Task brief> Look through the records below, and whenever a line contains "StderrProgress", copy it.

● ● ●

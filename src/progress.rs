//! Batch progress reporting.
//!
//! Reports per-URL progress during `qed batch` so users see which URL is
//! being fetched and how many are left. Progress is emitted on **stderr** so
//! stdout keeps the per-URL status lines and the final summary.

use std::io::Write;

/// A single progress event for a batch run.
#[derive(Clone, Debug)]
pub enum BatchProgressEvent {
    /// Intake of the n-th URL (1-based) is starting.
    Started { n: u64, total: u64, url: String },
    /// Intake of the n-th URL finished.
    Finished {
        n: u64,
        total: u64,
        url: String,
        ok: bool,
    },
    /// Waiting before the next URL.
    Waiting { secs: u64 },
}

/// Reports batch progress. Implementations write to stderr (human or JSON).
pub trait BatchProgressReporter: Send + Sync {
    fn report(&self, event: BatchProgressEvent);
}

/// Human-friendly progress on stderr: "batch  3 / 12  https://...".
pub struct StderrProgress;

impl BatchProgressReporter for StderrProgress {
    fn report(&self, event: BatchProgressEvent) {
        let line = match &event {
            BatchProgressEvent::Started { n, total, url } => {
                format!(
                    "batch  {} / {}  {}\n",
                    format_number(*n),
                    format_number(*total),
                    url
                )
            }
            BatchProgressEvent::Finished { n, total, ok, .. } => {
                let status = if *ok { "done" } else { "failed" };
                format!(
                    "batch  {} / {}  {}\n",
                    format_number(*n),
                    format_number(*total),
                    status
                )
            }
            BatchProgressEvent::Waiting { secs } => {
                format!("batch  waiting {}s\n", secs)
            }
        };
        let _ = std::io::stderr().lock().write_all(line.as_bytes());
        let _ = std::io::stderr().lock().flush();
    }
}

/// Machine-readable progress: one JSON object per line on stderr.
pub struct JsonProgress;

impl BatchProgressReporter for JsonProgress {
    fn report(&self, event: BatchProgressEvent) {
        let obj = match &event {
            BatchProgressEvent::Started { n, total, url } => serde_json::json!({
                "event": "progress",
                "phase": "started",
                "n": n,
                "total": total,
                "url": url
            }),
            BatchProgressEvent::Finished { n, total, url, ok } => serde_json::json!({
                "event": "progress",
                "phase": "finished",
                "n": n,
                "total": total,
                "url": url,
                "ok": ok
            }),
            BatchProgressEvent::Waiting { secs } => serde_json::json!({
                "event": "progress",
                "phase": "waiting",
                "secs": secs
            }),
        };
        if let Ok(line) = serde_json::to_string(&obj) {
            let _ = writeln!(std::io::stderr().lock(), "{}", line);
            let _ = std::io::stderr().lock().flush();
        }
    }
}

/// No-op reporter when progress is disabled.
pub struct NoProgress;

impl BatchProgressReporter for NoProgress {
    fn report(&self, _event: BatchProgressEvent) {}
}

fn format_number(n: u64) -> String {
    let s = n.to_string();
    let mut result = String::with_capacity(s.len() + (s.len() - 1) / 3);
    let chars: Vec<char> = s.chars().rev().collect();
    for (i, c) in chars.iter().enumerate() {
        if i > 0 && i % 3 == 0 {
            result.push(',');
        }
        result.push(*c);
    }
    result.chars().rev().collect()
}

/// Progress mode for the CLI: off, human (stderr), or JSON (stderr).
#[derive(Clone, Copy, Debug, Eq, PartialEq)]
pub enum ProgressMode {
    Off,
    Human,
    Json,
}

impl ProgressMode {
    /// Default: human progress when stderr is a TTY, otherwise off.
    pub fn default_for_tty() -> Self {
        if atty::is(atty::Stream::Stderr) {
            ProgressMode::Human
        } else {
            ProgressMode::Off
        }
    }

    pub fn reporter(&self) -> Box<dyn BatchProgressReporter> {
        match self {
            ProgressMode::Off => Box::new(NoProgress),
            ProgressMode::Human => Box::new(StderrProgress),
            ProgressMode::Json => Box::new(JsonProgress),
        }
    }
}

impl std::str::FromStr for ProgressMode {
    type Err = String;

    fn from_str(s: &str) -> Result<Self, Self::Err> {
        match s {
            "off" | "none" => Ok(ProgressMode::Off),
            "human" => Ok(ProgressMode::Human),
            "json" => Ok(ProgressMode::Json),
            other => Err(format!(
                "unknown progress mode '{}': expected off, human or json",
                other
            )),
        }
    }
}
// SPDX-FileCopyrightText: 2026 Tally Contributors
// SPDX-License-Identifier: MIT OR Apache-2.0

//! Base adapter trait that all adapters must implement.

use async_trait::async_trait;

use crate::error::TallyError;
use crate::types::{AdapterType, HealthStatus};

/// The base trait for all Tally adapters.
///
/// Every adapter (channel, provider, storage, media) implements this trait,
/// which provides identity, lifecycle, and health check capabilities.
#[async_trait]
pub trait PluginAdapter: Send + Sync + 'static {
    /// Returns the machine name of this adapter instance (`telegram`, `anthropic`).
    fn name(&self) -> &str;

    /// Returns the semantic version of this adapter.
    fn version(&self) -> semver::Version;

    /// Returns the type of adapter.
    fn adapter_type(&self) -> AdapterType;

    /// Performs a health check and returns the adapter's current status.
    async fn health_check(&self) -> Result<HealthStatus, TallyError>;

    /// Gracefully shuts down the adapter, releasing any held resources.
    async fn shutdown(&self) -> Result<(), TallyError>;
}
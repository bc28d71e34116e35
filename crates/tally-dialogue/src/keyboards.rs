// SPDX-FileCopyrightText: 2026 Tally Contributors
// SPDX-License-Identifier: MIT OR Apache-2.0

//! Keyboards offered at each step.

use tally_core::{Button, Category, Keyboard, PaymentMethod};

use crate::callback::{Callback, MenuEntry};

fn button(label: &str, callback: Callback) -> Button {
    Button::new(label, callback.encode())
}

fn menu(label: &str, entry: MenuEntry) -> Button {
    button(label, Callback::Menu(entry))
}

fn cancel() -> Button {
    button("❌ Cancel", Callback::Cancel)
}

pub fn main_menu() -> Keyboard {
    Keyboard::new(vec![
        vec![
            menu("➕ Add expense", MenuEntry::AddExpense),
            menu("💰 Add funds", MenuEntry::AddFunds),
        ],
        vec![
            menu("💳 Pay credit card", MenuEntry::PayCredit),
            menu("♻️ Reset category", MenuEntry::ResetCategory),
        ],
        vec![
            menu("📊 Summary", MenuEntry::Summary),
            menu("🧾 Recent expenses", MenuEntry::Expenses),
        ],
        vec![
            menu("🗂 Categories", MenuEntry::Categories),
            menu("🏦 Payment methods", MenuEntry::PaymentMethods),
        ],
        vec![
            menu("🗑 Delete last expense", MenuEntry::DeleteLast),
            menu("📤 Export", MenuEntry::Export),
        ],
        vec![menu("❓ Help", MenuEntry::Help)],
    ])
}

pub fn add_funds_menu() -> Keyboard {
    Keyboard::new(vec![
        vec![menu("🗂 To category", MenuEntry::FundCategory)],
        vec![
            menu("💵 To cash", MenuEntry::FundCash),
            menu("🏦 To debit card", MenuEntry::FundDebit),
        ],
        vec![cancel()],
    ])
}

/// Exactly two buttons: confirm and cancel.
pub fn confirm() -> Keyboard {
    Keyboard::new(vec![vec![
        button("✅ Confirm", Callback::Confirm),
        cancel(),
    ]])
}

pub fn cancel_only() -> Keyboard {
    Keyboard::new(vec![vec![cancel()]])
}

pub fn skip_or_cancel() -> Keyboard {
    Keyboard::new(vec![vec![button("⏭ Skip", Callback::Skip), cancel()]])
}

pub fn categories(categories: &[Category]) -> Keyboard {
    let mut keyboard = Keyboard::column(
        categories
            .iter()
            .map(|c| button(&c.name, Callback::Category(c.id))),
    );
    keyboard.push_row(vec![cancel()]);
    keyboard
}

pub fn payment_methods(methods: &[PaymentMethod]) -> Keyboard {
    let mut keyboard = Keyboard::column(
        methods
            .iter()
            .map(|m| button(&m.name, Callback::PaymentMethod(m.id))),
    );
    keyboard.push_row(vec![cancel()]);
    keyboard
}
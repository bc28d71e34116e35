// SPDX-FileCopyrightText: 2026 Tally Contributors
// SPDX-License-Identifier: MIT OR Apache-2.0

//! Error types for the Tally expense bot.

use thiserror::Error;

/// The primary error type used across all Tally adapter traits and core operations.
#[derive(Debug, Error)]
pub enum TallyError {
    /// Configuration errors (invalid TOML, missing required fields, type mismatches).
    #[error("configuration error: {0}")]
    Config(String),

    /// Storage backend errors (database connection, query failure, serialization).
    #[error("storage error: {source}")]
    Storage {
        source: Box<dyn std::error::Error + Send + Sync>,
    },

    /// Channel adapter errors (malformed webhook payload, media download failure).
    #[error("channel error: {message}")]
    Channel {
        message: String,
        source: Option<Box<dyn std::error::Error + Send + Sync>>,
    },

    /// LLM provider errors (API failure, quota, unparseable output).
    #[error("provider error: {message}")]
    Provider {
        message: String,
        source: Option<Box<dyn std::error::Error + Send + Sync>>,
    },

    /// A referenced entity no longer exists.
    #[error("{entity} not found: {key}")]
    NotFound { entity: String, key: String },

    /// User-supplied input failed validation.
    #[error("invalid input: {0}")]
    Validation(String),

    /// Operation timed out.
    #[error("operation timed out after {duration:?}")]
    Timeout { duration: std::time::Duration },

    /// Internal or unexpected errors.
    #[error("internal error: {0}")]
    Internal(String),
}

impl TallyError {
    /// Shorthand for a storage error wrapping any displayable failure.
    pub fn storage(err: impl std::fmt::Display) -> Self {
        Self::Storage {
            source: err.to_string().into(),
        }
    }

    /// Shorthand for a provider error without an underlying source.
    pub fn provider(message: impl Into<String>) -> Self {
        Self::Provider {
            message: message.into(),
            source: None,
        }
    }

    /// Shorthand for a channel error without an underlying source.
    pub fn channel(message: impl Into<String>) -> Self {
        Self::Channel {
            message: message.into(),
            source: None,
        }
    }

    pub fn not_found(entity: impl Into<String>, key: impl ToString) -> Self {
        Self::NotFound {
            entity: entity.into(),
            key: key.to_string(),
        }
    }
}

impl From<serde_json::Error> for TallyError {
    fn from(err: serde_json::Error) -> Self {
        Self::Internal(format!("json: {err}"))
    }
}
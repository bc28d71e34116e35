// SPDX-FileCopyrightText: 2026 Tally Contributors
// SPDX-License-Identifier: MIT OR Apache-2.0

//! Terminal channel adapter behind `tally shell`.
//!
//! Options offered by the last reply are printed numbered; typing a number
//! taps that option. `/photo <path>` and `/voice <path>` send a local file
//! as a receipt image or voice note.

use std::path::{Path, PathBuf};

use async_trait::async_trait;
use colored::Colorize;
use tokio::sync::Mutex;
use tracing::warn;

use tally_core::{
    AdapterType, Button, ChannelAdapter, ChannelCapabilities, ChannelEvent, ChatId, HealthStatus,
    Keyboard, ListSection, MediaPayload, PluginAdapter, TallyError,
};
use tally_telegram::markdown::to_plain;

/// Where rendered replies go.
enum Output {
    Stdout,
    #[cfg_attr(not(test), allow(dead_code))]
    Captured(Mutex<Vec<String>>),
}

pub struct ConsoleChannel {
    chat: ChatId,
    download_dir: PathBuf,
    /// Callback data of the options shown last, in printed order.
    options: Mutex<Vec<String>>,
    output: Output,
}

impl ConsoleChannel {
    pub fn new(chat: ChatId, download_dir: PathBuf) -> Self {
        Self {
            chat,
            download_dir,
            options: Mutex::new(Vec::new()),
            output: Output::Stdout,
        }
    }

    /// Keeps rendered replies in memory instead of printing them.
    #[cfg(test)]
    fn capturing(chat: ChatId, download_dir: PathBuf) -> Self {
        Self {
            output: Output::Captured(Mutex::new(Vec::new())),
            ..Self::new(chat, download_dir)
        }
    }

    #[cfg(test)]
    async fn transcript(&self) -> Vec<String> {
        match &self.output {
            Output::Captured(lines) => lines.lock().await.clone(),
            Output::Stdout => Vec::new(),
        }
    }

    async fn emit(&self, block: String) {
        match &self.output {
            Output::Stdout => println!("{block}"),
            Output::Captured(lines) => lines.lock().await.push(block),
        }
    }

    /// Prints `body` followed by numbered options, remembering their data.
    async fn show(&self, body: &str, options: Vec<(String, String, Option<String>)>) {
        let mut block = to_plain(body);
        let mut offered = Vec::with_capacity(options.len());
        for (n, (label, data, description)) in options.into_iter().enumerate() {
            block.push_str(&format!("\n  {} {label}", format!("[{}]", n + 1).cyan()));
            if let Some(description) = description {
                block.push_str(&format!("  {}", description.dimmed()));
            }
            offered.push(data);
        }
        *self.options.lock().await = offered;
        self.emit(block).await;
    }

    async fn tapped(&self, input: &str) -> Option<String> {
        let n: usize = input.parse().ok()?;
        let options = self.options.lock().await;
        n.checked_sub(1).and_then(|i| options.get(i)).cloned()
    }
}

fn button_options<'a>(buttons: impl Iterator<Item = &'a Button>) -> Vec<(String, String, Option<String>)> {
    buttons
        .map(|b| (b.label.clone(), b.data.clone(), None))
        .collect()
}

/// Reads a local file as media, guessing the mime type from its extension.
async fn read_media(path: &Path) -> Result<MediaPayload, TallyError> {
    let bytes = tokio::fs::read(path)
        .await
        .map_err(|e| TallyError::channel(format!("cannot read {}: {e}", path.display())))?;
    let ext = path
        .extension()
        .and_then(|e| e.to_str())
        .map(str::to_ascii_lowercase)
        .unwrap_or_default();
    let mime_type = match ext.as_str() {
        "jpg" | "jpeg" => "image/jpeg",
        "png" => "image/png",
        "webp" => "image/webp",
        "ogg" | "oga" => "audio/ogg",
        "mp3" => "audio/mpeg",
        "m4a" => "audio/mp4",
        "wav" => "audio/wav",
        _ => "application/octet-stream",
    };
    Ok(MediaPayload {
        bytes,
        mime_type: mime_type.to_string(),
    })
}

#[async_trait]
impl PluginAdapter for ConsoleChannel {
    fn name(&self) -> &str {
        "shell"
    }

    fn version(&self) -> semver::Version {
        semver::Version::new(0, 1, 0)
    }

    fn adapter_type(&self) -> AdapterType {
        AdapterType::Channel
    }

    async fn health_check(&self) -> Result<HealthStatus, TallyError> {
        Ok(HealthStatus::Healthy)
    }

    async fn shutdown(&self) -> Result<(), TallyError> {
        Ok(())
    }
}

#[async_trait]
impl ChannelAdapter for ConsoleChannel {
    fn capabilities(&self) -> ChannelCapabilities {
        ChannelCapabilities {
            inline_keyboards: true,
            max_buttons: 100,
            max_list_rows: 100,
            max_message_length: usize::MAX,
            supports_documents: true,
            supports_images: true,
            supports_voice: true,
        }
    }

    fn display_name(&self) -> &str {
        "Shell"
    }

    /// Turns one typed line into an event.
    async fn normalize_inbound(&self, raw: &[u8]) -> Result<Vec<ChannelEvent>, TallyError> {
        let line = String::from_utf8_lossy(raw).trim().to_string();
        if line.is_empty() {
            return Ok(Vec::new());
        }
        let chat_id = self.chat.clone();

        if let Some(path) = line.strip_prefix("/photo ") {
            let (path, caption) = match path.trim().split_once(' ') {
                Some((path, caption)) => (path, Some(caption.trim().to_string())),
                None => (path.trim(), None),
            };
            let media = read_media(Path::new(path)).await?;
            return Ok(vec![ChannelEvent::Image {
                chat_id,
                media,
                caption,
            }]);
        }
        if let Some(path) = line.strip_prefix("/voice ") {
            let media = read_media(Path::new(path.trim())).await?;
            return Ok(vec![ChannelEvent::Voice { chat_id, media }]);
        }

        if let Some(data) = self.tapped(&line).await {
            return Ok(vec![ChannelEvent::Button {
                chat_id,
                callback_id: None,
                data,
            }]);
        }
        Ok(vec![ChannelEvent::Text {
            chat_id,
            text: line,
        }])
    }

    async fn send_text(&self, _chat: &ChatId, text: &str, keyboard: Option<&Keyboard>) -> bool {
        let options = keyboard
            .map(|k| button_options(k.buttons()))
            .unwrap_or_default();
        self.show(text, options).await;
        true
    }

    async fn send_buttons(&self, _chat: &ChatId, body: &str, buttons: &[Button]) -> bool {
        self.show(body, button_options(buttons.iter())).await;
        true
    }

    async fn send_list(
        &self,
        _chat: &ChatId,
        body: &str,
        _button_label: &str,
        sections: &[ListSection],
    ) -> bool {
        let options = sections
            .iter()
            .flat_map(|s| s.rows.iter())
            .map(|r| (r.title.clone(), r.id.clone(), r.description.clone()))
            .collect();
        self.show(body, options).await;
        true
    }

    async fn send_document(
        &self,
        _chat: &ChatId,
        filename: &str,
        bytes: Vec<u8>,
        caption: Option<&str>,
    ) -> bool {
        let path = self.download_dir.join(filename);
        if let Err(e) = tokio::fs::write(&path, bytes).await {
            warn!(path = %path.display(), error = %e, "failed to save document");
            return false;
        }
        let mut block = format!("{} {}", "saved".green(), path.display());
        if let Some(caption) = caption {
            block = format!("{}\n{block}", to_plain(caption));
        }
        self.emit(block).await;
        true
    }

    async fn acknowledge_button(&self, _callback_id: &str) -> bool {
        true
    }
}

● ● ●

Solution to the exercise>
pub struct StderrProgress;
impl BatchProgressReporter for StderrProgress {
            ProgressMode::Human => Box::new(StderrProgress),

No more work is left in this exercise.